● **Work task**:
Please return every line in the entries below with the word "output" in it.

* * * * *

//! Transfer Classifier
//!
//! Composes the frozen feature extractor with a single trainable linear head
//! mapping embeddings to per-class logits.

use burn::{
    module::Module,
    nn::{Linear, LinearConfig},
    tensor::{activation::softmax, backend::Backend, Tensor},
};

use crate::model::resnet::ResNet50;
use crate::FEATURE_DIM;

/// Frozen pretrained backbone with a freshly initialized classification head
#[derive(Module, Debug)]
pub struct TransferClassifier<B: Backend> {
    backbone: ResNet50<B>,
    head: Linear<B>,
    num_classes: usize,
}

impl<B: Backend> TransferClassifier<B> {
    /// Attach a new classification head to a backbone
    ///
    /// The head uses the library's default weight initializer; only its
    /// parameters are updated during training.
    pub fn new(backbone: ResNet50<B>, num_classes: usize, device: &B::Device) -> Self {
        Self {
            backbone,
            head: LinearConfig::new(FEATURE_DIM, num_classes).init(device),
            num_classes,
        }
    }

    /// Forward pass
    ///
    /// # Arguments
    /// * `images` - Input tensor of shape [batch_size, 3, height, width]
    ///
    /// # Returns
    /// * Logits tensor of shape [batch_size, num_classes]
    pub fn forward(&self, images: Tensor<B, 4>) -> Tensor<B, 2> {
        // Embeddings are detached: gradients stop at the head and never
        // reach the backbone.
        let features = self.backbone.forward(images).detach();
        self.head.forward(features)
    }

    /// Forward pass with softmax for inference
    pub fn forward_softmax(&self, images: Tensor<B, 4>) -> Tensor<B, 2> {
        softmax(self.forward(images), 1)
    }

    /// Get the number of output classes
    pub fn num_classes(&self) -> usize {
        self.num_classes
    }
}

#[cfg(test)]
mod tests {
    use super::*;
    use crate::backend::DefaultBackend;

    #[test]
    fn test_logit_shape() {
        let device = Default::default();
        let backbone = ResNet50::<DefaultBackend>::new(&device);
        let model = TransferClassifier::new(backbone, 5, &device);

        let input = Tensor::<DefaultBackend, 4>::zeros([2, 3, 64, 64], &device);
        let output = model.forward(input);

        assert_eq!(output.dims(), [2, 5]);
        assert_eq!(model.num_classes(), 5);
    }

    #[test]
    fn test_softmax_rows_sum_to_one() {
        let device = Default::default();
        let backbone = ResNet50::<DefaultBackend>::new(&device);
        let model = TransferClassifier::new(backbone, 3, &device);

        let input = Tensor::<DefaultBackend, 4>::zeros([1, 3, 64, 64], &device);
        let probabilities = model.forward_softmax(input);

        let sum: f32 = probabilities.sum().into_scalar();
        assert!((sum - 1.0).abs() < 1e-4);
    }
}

* * * * *

● **Task response**:
    /// Get the number of output classes
        let output = model.forward(input);
        assert_eq!(output.dims(), [2, 5]);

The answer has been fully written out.